Chronic hepatitis C virus (HCV) infections are a significant health problem worldwide. The NS5B Polymerase of HCV plays a central role in virus replication and is a prime target for the discovery of new treatment options. The urgent need to develop novel anti-HCV agents has provided an impetus for understanding the structure-activity relationship of novel Hepatitis C virus (HCV) NS5B polymerase inhibitors. Towards this objective, multiple linear regression (MLR) and support vector machine (SVM) were used to develop quantitative structure-activity relationship (QSAR) models for a dataset of 34 Tetrahydrobenzothiophene derivatives. The statistical analysis showed that the models derived from both SVM (R² = 0.9784, SE=0.2982, R² _cv = 0.92) and MLR (R²=0.9684, SE=0.1171, R² _cv= 0.955) have a good internal predictivity.
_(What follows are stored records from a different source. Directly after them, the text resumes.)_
//! Linear system interface used by the layout compiler
//!
//! The compiler only talks to [`LinearSystem`]. Backends implement the
//! handful of primitive methods; every higher level primitive (centering,
//! ratio, barriers, weighted match dimensions) is a provided method that
//! builds [`Row`]s, so all backends share the same arithmetic.

mod cassowary;

use std::fmt;

use thiserror::Error;

use super::types::AnchorRef;

pub use cassowary::CassowarySystem;

/// Handle of a variable inside a [`LinearSystem`]
#[derive(Debug, Clone, Copy, PartialEq, Eq, Hash, PartialOrd, Ord)]
pub struct VarId(pub(crate) usize);

impl fmt::Display for VarId {
    fn fmt(&self, f: &mut fmt::Formatter<'_>) -> fmt::Result {
        write!(f, "v{}", self.0)
    }
}

/// Priority of a row when rows conflict, weakest first
#[derive(Debug, Clone, Copy, PartialEq, Eq, Hash, PartialOrd, Ord, Default)]
pub enum Strength {
    #[default]
    None,
    Low,
    Medium,
    High,
    Highest,
    Equality,
    Barrier,
    Centering,
    /// Must hold
    Fixed,
}

#[derive(Debug, Clone, Copy, PartialEq, Eq, Hash)]
pub enum Relation {
    /// `terms + constant == 0`
    Eq,
    /// `terms + constant >= 0`
    Ge,
    /// `terms + constant <= 0`
    Le,
}

/// One linear relation over solver variables
#[derive(Debug, Clone, PartialEq)]
pub struct Row {
    pub terms: Vec<(VarId, f64)>,
    pub constant: f64,
    pub relation: Relation,
}

impl Row {
    pub fn new(relation: Relation) -> Self {
        Self {
            terms: Vec::new(),
            constant: 0.0,
            relation,
        }
    }

    pub fn term(mut self, var: VarId, coefficient: f64) -> Self {
        self.terms.push((var, coefficient));
        self
    }

    pub fn constant(mut self, constant: f64) -> Self {
        self.constant = constant;
        self
    }

    /// Left-hand side under a given assignment
    pub fn evaluate(&self, value: impl Fn(VarId) -> f64) -> f64 {
        self.terms
            .iter()
            .map(|(var, coefficient)| coefficient * value(*var))
            .sum::<f64>()
            + self.constant
    }
}

impl fmt::Display for Row {
    fn fmt(&self, f: &mut fmt::Formatter<'_>) -> fmt::Result {
        for (i, (var, coefficient)) in self.terms.iter().enumerate() {
            if i > 0 {
                f.write_str(if *coefficient < 0.0 { " - " } else { " + " })?;
            } else if *coefficient < 0.0 {
                f.write_str("-")?;
            }
            write!(f, "{}*{}", coefficient.abs(), var)?;
        }
        if self.constant != 0.0 {
            let sign = if self.constant < 0.0 { "-" } else { "+" };
            write!(f, " {} {}", sign, self.constant.abs())?;
        }
        let relation = match self.relation {
            Relation::Eq => "==",
            Relation::Ge => ">=",
            Relation::Le => "<=",
        };
        write!(f, " {} 0", relation)
    }
}

/// Errors from the constraint solver
#[derive(Debug, Error)]
pub enum SolverError {
    #[error("unsatisfiable constraint: {row}")]
    Unsatisfiable { row: String },

    #[error("internal solver error: {0}")]
    Internal(String),
}

/// The solver contract consumed by the layout compiler
pub trait LinearSystem {
    /// Drop every row and variable
    fn reset(&mut self);

    /// The variable of an anchor, created on first use
    fn anchor_variable(&mut self, anchor: AnchorRef) -> VarId;

    /// An anonymous variable
    fn create_variable(&mut self) -> VarId;

    fn add_row(&mut self, row: Row, strength: Strength);

    /// Pin a variable to a known value
    fn set_final(&mut self, var: VarId, value: i32);

    fn is_final(&self, var: VarId) -> bool;

    fn minimize(&mut self) -> Result<(), SolverError>;

    /// Solved value rounded to the nearest integer
    fn value(&self, var: VarId) -> i32;

    /// Number of rows accepted since the last reset
    fn row_count(&self) -> usize;

    /// `a == b + margin`
    fn add_equality(&mut self, a: VarId, b: VarId, margin: i32, strength: Strength) {
        let row = Row::new(Relation::Eq)
            .term(a, 1.0)
            .term(b, -1.0)
            .constant(-f64::from(margin));
        self.add_row(row, strength);
    }

    /// `a == value`, always required
    fn add_equality_constant(&mut self, a: VarId, value: i32) {
        let row = Row::new(Relation::Eq)
            .term(a, 1.0)
            .constant(-f64::from(value));
        self.add_row(row, Strength::Fixed);
    }

    /// `a >= b + margin`
    fn add_greater_than(&mut self, a: VarId, b: VarId, margin: i32, strength: Strength) {
        let row = Row::new(Relation::Ge)
            .term(a, 1.0)
            .term(b, -1.0)
            .constant(-f64::from(margin));
        self.add_row(row, strength);
    }

    /// `a <= b + margin`
    fn add_lower_than(&mut self, a: VarId, b: VarId, margin: i32, strength: Strength) {
        let row = Row::new(Relation::Le)
            .term(a, 1.0)
            .term(b, -1.0)
            .constant(-f64::from(margin));
        self.add_row(row, strength);
    }

    /// Place `begin` between `begin_target` and `end_target` so that
    /// `(1 - bias) * (begin - begin_target - m1) == bias * (end_target - end - m2)`.
    #[allow(clippy::too_many_arguments)]
    fn add_centering(
        &mut self,
        begin: VarId,
        begin_target: VarId,
        begin_margin: i32,
        bias: f32,
        end_target: VarId,
        end: VarId,
        end_margin: i32,
        strength: Strength,
    ) {
        let m1 = f64::from(begin_margin);
        let m2 = f64::from(end_margin);
        let bias = f64::from(bias);
        let row = if begin_target == end_target {
            // centered on a single position
            Row::new(Relation::Eq)
                .term(begin, 1.0)
                .term(end, 1.0)
                .term(begin_target, -2.0)
        } else if bias <= 0.0 {
            Row::new(Relation::Eq)
                .term(begin, 1.0)
                .term(begin_target, -1.0)
                .constant(-m1)
        } else if bias >= 1.0 {
            Row::new(Relation::Eq)
                .term(end_target, 1.0)
                .term(end, -1.0)
                .constant(-m2)
        } else {
            Row::new(Relation::Eq)
                .term(begin, 1.0 - bias)
                .term(begin_target, -(1.0 - bias))
                .term(end_target, -bias)
                .term(end, bias)
                .constant(-m1 * (1.0 - bias) + m2 * bias)
        };
        self.add_row(row, strength);
    }

    /// `a - b == ratio * (c - d)`
    fn add_ratio(&mut self, a: VarId, b: VarId, c: VarId, d: VarId, ratio: f32, strength: Strength) {
        let ratio = f64::from(ratio);
        let row = Row::new(Relation::Eq)
            .term(a, 1.0)
            .term(b, -1.0)
            .term(c, -ratio)
            .term(d, ratio);
        self.add_row(row, strength);
    }

    /// Share space between two match-constraint widgets by weight:
    /// `(end - begin) / current == (next_end - next_begin) / next`.
    #[allow(clippy::too_many_arguments)]
    fn add_equal_match_dimensions(
        &mut self,
        current_weight: f32,
        total_weight: f32,
        next_weight: f32,
        begin: VarId,
        end: VarId,
        next_begin: VarId,
        next_end: VarId,
        strength: Strength,
    ) {
        let row = Row::new(Relation::Eq);
        let row = if total_weight == 0.0 || current_weight == next_weight {
            row.term(begin, 1.0)
                .term(end, -1.0)
                .term(next_end, 1.0)
                .term(next_begin, -1.0)
        } else if current_weight == 0.0 {
            row.term(begin, 1.0).term(end, -1.0)
        } else if next_weight == 0.0 {
            row.term(next_begin, 1.0).term(next_end, -1.0)
        } else {
            let cw = f64::from(current_weight / total_weight);
            let nw = f64::from(next_weight / total_weight);
            let w = cw / nw;
            row.term(begin, 1.0)
                .term(end, -1.0)
                .term(next_end, w)
                .term(next_begin, -w)
        };
        self.add_row(row, strength);
    }

    /// `end - begin == percent * (parent_end - parent_begin)`
    fn add_percent_dimension(
        &mut self,
        end: VarId,
        begin: VarId,
        parent_end: VarId,
        parent_begin: VarId,
        percent: f32,
        strength: Strength,
    ) {
        let percent = f64::from(percent);
        let row = Row::new(Relation::Eq)
            .term(end, 1.0)
            .term(begin, -1.0)
            .term(parent_end, -percent)
            .term(parent_begin, percent);
        self.add_row(row, strength);
    }

    /// `var == percent * parent_end`
    fn add_percent_of(&mut self, var: VarId, parent_end: VarId, percent: f32, strength: Strength) {
        let row = Row::new(Relation::Eq)
            .term(var, 1.0)
            .term(parent_end, -f64::from(percent));
        self.add_row(row, strength);
    }

    /// `barrier <= var + margin`
    fn add_lower_barrier(&mut self, barrier: VarId, var: VarId, margin: i32, has_match: bool) {
        let strength = if has_match { Strength::Barrier } else { Strength::Fixed };
        self.add_lower_than(barrier, var, margin, strength);
    }

    /// `barrier >= var + margin`
    fn add_greater_barrier(&mut self, barrier: VarId, var: VarId, margin: i32, has_match: bool) {
        let strength = if has_match { Strength::Barrier } else { Strength::Fixed };
        self.add_greater_than(barrier, var, margin, strength);
    }

    /// Put the center of `edges` (left, top, right, bottom) on a circle of
    /// `radius` around the center of `target`. 0 degrees is straight up.
    fn add_center_point(&mut self, edges: [VarId; 4], target: [VarId; 4], angle: f32, radius: i32) {
        let radians = f64::from(angle).to_radians();
        let radius = f64::from(radius);
        let [left, top, right, bottom] = edges;
        let [t_left, t_top, t_right, t_bottom] = target;
        let horizontal = Row::new(Relation::Eq)
            .term(left, 0.5)
            .term(right, 0.5)
            .term(t_left, -0.5)
            .term(t_right, -0.5)
            .constant(-radius * radians.sin());
        self.add_row(horizontal, Strength::Fixed);
        let vertical = Row::new(Relation::Eq)
            .term(top, 0.5)
            .term(bottom, 0.5)
            .term(t_top, -0.5)
            .term(t_bottom, -0.5)
            .constant(radius * radians.cos());
        self.add_row(vertical, Strength::Fixed);
    }
}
The models were also validated using external test set validation and Y-scrambling, the results demonstrated that MLR has a significant predictive ability for the external dataset as compared to SVM. Also the model is found to yield reliable clues for further optimization of Tetrahydrobenzothiophene derivatives in the data set.

Keywords: Hepatitis C virus, NS5B polymerase inhibitors, QSAR, support vector machine, tetrahydrobenzothiophene.